Abstract
A 66-year-old man with uremia and on hemodialysis was referred to our hospital because of hemoptysis. A chest radiograph showed diffuse infiltration in the right lung field. Laboratory data were remarkable for renal failure accompanied by hematuria and proteinuria. A kidney biopsy revealed diffuse crescentic glomerulonephritis with linear staining of IgG along the glomerular basement membrane (GBM). Circulating IgG anti-GBM antibody was not detected. Because the findings of renal biopsy suggested anti-GBM disease, the patient was treated with plasmapheresis and pulse steroid therapy, which resulted in a rapid resolution of his pulmonary symptoms and chest radiograph abnormalities. However, sputum culture submitted on admission yielded Mycobacterium tuberculosis 3 weeks later. Therefore, immunosuppressive agents were discontinued and antituberculous agents were administrated. No relapse of pulmonary hemorrhage occurred during the next 1-year period of follow-up, but the patient did not regain renal function and remained on hemodialysis.
INTRODUCTION
Anti-glomerular basement membrane (GBM) disease is often used synonymously to refer to Goodpasture’s disease in which circulating autoantibodies are directed against an antigen intrinsic to the GBM, typically presenting with rapidly progressive glomerulonephritis and pulmonary hemorrhage. The principal target for the anti-GBM antibodies is the noncollagenous domain of the α3 chain of type IV collagen of GBM.Citation1 This disorder is most often idiopathic. However, it can occasionally follow pulmonary infections or be associated with pulmonary injury. Here, we report an unusual case of anti-GBM disease presenting with crescentic glomerulonephritis and subsequent pulmonary hemorrhage in the course of pulmonary tuberculosis. To the best of our knowledge, such a case has never been previously reported in the literature.
CASE REPORT
A 66-year-old man with uremia and on hemodialysis for 3 months was referred to our hospital because of hemoptysis.

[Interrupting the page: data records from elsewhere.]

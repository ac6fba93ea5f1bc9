use crate::core::{
    EngineConfig, EngineError, EngineNotice, Generation, MediaSource, NavigationAvailability,
    PlaybackMode, PlaybackSession, Result, SurfaceEvent,
};
use crate::player::fullscreen::{FullscreenOrientationManager, FullscreenOutcome, FullscreenPlatform};
use crate::player::overlay::{Chrome, ControlsOverlay, Menu};
use crate::player::progress_store::ProgressStore;
use crate::player::registry::ServerQualityRegistry;
use crate::player::surface::{PlaybackSurface, SurfaceEffect, SurfaceHost};
use crossbeam::queue::SegQueue;
use crossbeam_channel::{bounded, Receiver, Sender, TrySendError};
use log::{debug, info, warn};
use std::sync::Arc;
use std::time::Instant;

/// 对外通知队列容量，满了丢弃最旧的通知
const NOTICE_CAPACITY: usize = 64;

/// 宿主提供的播放请求（作品维度的输入）
#[derive(Debug, Clone, Default)]
pub struct PlaybackRequest {
    pub sources: Vec<MediaSource>,
    /// 进度持久化使用的内容键（如剧集 id）
    pub content_key: String,
    pub poster_url: Option<String>,
    pub title: String,
    pub navigation: NavigationAvailability,
}

/// 事件收件箱
///
/// 宿主在平台回调里只负责入队，由 [`PlaybackManager::pump`] 在主循环中统一处理
#[derive(Clone, Default)]
pub struct EventInbox {
    queue: Arc<SegQueue<(Generation, SurfaceEvent)>>,
}

impl EventInbox {
    pub fn new() -> Self {
        Self::default()
    }

    pub fn push(&self, generation: Generation, event: SurfaceEvent) {
        self.queue.push((generation, event));
    }

    pub fn len(&self) -> usize {
        self.queue.len()
    }

    pub fn is_empty(&self) -> bool {
        self.queue.is_empty()
    }

    fn pop(&self) -> Option<(Generation, SurfaceEvent)> {
        self.queue.pop()
    }
}

/// 播放管理器 - 组合播放面、控制层、全屏管理、进度存储，是宿主唯一需要交互的对象
pub struct PlaybackManager {
    config: EngineConfig,
    registry: ServerQualityRegistry,
    surface: PlaybackSurface,
    overlay: ControlsOverlay,
    fullscreen: FullscreenOrientationManager,
    store: ProgressStore,
    title: String,
    navigation: NavigationAvailability,
    inbox: EventInbox,
    notice_tx: Sender<EngineNotice>,
    notice_rx: Receiver<EngineNotice>,
}

impl PlaybackManager {
    pub fn new(
        request: PlaybackRequest,
        host: Box<dyn SurfaceHost>,
        platform: Box<dyn FullscreenPlatform>,
        store: ProgressStore,
        config: EngineConfig,
    ) -> Result<Self> {
        info!("🎮 创建播放管理器: {} ({})", request.title, request.content_key);
        let registry = ServerQualityRegistry::new(request.sources, &config.preferred_qualities)?;
        let surface = PlaybackSurface::new(host, request.content_key, request.poster_url, &config);
        let overlay = ControlsOverlay::new(config.controls_hide_delay(), config.resume_toast_duration());
        let fullscreen = FullscreenOrientationManager::new(platform, config.layout_refresh_delay());
        let (notice_tx, notice_rx) = bounded(NOTICE_CAPACITY);

        let mut manager = Self {
            config,
            registry,
            surface,
            overlay,
            fullscreen,
            store,
            title: request.title,
            navigation: request.navigation,
            inbox: EventInbox::new(),
            notice_tx,
            notice_rx,
        };
        let initial = manager.registry.active().clone();
        let mode = manager.surface.load(initial);
        manager.notify(EngineNotice::ModeChanged(mode));
        info!("✅ 播放管理器创建完成");
        Ok(manager)
    }

    // ===== 状态查询 =====

    pub fn session(&self) -> &PlaybackSession {
        self.surface.session()
    }

    pub fn mode(&self) -> PlaybackMode {
        self.surface.mode()
    }

    pub fn generation(&self) -> Generation {
        self.surface.generation()
    }

    pub fn chrome(&self) -> Chrome {
        ControlsOverlay::chrome(self.mode())
    }

    pub fn overlay(&self) -> &ControlsOverlay {
        &self.overlay
    }

    pub fn registry(&self) -> &ServerQualityRegistry {
        &self.registry
    }

    pub fn config(&self) -> &EngineConfig {
        &self.config
    }

    pub fn title(&self) -> &str {
        &self.title
    }

    pub fn content_key(&self) -> &str {
        self.surface.content_key()
    }

    pub fn poster(&self) -> Option<&str> {
        self.surface.poster()
    }

    pub fn navigation(&self) -> NavigationAvailability {
        self.navigation
    }

    pub fn set_navigation(&mut self, navigation: NavigationAvailability) {
        self.navigation = navigation;
    }

    pub fn is_fullscreen(&self) -> bool {
        self.fullscreen.is_fullscreen()
    }

    /// 事件收件箱（可克隆后交给平台回调）
    pub fn inbox(&self) -> EventInbox {
        self.inbox.clone()
    }

    /// 对外通知接收端
    ///
    /// 宿主应在每帧用 `try_iter` 取走通知；队列容量有限，积压时最旧的通知被丢弃
    pub fn notices(&self) -> Receiver<EngineNotice> {
        self.notice_rx.clone()
    }

    fn notify(&self, notice: EngineNotice) {
        // 接收端由自身持有，通道不会断开，只可能已满
        if let Err(TrySendError::Full(notice)) = self.notice_tx.try_send(notice) {
            let dropped = self.notice_rx.try_recv().ok();
            warn!("⚠️ 通知队列已满，丢弃最旧的通知: {:?}", dropped);
            let _ = self.notice_tx.try_send(notice);
        }
    }

    fn is_native(&self) -> bool {
        self.mode() == PlaybackMode::Native
    }

    fn reconcile(&mut self, now: Instant) {
        let mode = self.mode();
        let is_playing = self.session().is_playing;
        self.overlay.reconcile(now, mode, is_playing);
    }

    // ===== 生命周期事件 =====

    /// 处理平台回调的事件，过期事件返回 [`EngineError::StaleEvent`]
    pub fn handle_event(&mut self, generation: Generation, event: SurfaceEvent, now: Instant) -> Result<()> {
        let dragging = self.overlay.is_seek_dragging();
        let effect = self.surface.handle_event(generation, event, &self.store, dragging)?;

        match effect {
            SurfaceEffect::None | SurfaceEffect::Started | SurfaceEffect::Paused => {}
            SurfaceEffect::Resumed { position } => {
                self.overlay.show_resume_toast(now, position);
                self.notify(EngineNotice::ResumeFrom { position });
            }
            SurfaceEffect::Ended => {
                self.overlay.interact();
            }
            SurfaceEffect::NativeRetry { attempt } => {
                debug!("原生播放重试第 {} 次", attempt);
                self.overlay.reset();
            }
            SurfaceEffect::ModeChanged(mode) => {
                self.overlay.reset();
                self.notify(EngineNotice::ModeChanged(mode));
                if mode == PlaybackMode::Failed {
                    let url = self.registry.active().url.clone();
                    self.notify(EngineNotice::PlaybackFailed { url });
                }
            }
        }

        self.reconcile(now);
        Ok(())
    }

    /// 处理收件箱中排队的事件，返回成功应用的数量
    pub fn pump(&mut self, now: Instant) -> usize {
        let queued = self.inbox.len();
        if queued > 0 {
            debug!("📥 处理 {} 个排队事件", queued);
        }
        let mut applied = 0;
        while let Some((generation, event)) = self.inbox.pop() {
            match self.handle_event(generation, event, now) {
                Ok(()) => applied += 1,
                Err(e) if e.is_user_visible() => warn!("⚠️ 事件处理失败: {}", e),
                Err(e) => debug!("事件未应用: {}", e),
            }
        }
        applied
    }

    /// 轮询所有计时器（控制层隐藏、续播提示、布局刷新），返回是否需要重绘
    pub fn tick(&mut self, now: Instant) -> bool {
        let mode = self.mode();
        let is_playing = self.session().is_playing;
        let overlay_changed = self.overlay.tick(now, mode, is_playing);
        let layout_refreshed = self.fullscreen.tick(now);
        overlay_changed || layout_refreshed
    }

    /// 最近一个计时器到期时间
    pub fn next_deadline(&self) -> Option<Instant> {
        match (self.overlay.next_deadline(), self.fullscreen.next_deadline()) {
            (Some(a), Some(b)) => Some(a.min(b)),
            (a, b) => a.or(b),
        }
    }

    // ===== 用户命令 =====

    /// 播放/暂停切换，仅原生模式有效
    pub fn toggle_play(&mut self, now: Instant) -> bool {
        if !self.is_native() {
            return false;
        }
        if self.session().is_playing {
            self.surface.pause();
            self.overlay.interact();
        } else {
            self.surface.play();
        }
        self.reconcile(now);
        true
    }

    /// 跳转到指定位置，仅原生模式有效，返回实际位置
    pub fn seek_to(&mut self, position: f64, now: Instant) -> Option<f64> {
        if !self.is_native() {
            return None;
        }
        self.overlay.interact();
        let target = self.surface.seek_to(position);
        self.reconcile(now);
        Some(target)
    }

    /// 快进/快退（秒，可为负）
    pub fn skip(&mut self, seconds: f64, now: Instant) -> Option<f64> {
        if !self.is_native() {
            return None;
        }
        let target = self.session().current_time + seconds;
        self.seek_to(target, now)
    }

    pub fn skip_forward(&mut self, now: Instant) -> Option<f64> {
        self.skip(self.config.skip_seconds, now)
    }

    pub fn skip_backward(&mut self, now: Instant) -> Option<f64> {
        self.skip(-self.config.skip_seconds, now)
    }

    /// 设置倍速，仅原生模式有效；选择后关闭倍速菜单
    pub fn set_playback_rate(&mut self, rate: f64, now: Instant) -> Result<bool> {
        if !(rate.is_finite() && rate > 0.0) {
            return Err(EngineError::InvalidPlaybackRate(rate));
        }
        if !self.is_native() {
            return Ok(false);
        }
        self.surface.set_playback_rate(rate);
        self.overlay.close_menus();
        self.reconcile(now);
        info!("⏱️ 播放速度: {}x", rate);
        Ok(true)
    }

    /// 切换播放源（任意模式有效）
    ///
    /// 销毁当前播放面，仅保留内容键与海报重新初始化；播放位置不保留
    pub fn switch_source(&mut self, source: &MediaSource, now: Instant) -> Result<bool> {
        self.overlay.close_menus();
        if !self.registry.switch_to(source)? {
            self.reconcile(now);
            return Ok(false);
        }

        info!("🔀 切换播放源: {}", source);
        self.overlay.reset();
        let mode = self.surface.load(source.clone());
        self.notify(EngineNotice::SourceChanged(source.clone()));
        self.notify(EngineNotice::ModeChanged(mode));
        self.reconcile(now);
        Ok(true)
    }

    /// 全屏切换（任意模式有效）
    pub fn request_fullscreen(&mut self, now: Instant) -> FullscreenOutcome {
        self.overlay.interact();
        let outcome = self.fullscreen.toggle(self.is_native(), now);
        self.reconcile(now);
        outcome
    }

    /// 平台通知全屏状态变化
    pub fn on_fullscreen_change(&mut self, is_fullscreen: bool, now: Instant) {
        self.fullscreen.on_platform_change(is_fullscreen, now);
    }

    pub fn request_next(&mut self) -> bool {
        if !self.navigation.has_next {
            return false;
        }
        self.notify(EngineNotice::RequestNext);
        true
    }

    pub fn request_prev(&mut self) -> bool {
        if !self.navigation.has_prev {
            return false;
        }
        self.notify(EngineNotice::RequestPrev);
        true
    }

    /// 外部打开当前播放源（失败面板上的操作）
    pub fn open_externally(&mut self) -> Option<String> {
        let url = self.surface.open_externally()?;
        self.notify(EngineNotice::OpenExternally { url: url.clone() });
        Some(url)
    }

    // ===== 控制层交互 =====

    pub fn tap_container(&mut self, now: Instant) {
        let mode = self.mode();
        self.overlay.tap_container(mode);
        self.reconcile(now);
    }

    pub fn toggle_menu(&mut self, menu: Menu, now: Instant) {
        self.overlay.toggle_menu(menu);
        self.reconcile(now);
    }

    /// 点击菜单外部区域
    pub fn close_menus(&mut self, now: Instant) {
        self.overlay.close_menus();
        self.reconcile(now);
    }

    pub fn begin_seek_drag(&mut self, position: f64, now: Instant) {
        if !self.is_native() {
            return;
        }
        self.overlay.begin_seek_drag(position);
        self.reconcile(now);
    }

    pub fn update_seek_drag(&mut self, position: f64) {
        self.overlay.update_seek_drag(position);
    }

    /// 结束拖动并跳转
    pub fn end_seek_drag(&mut self, now: Instant) -> Option<f64> {
        let position = self.overlay.end_seek_drag()?;
        let target = self.seek_to(position, now);
        self.reconcile(now);
        target
    }

    /// 卸载：销毁播放面并取消所有计时
    pub fn unmount(&mut self) {
        info!("⏹️ 卸载播放器: {}", self.content_key());
        self.surface.unmount();
        self.overlay.reset();
        self.fullscreen.cancel_pending();
    }
}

He had a previous history of hypertension, was a lifelong nonsmoker, and drank alcohol only occasionally. He had no family history of any renal disease. Renal dysfunction was first detected at a local hospital in January 2010, with a serum creatinine level of 2.8 mg/dL. Urinalysis at the time showed hematuria and proteinuria. The second report of renal function test was recorded at the same hospital in August 2010, with a serum creatinine level of 4.0 mg/dL and urine protein-to-creatinine ratio of 2283 mg/g. No follow-up was done on the patient until he presented to another hospital in January 2011 because of uremia and requiring renal replacement therapy. Later he was admitted into a hemodialysis program, and was then referred to our hospital in April 2011 with a 1-week history of hemoptysis. A chest radiograph showed diffuse infiltration in the right lung field (A). He had no fever, arthralgia, or skin lesion, and had clear consciousness. Crackles were heard in the right basal lung field. Laboratory studies revealed the following: white blood cell count 5600/μL, hemoglobin 8.4 g/dL, platelet count 102,000/μL, creatinine 9.99 mg/dL, total protein 5.1 g/dL, and albumin 2.7 g/dL. Prothrombin time and partial thromboplastin time were normal. Urinalysis showed protein of 300 mg/dL and red blood cell >100/high-power field. Serum complements were normal. Serology was negative for anti-nuclear antibody, anti-neutrophil cytoplasmic antibody (ANCA), and IgG anti-GBM antibody (using indirect immunofluorescence).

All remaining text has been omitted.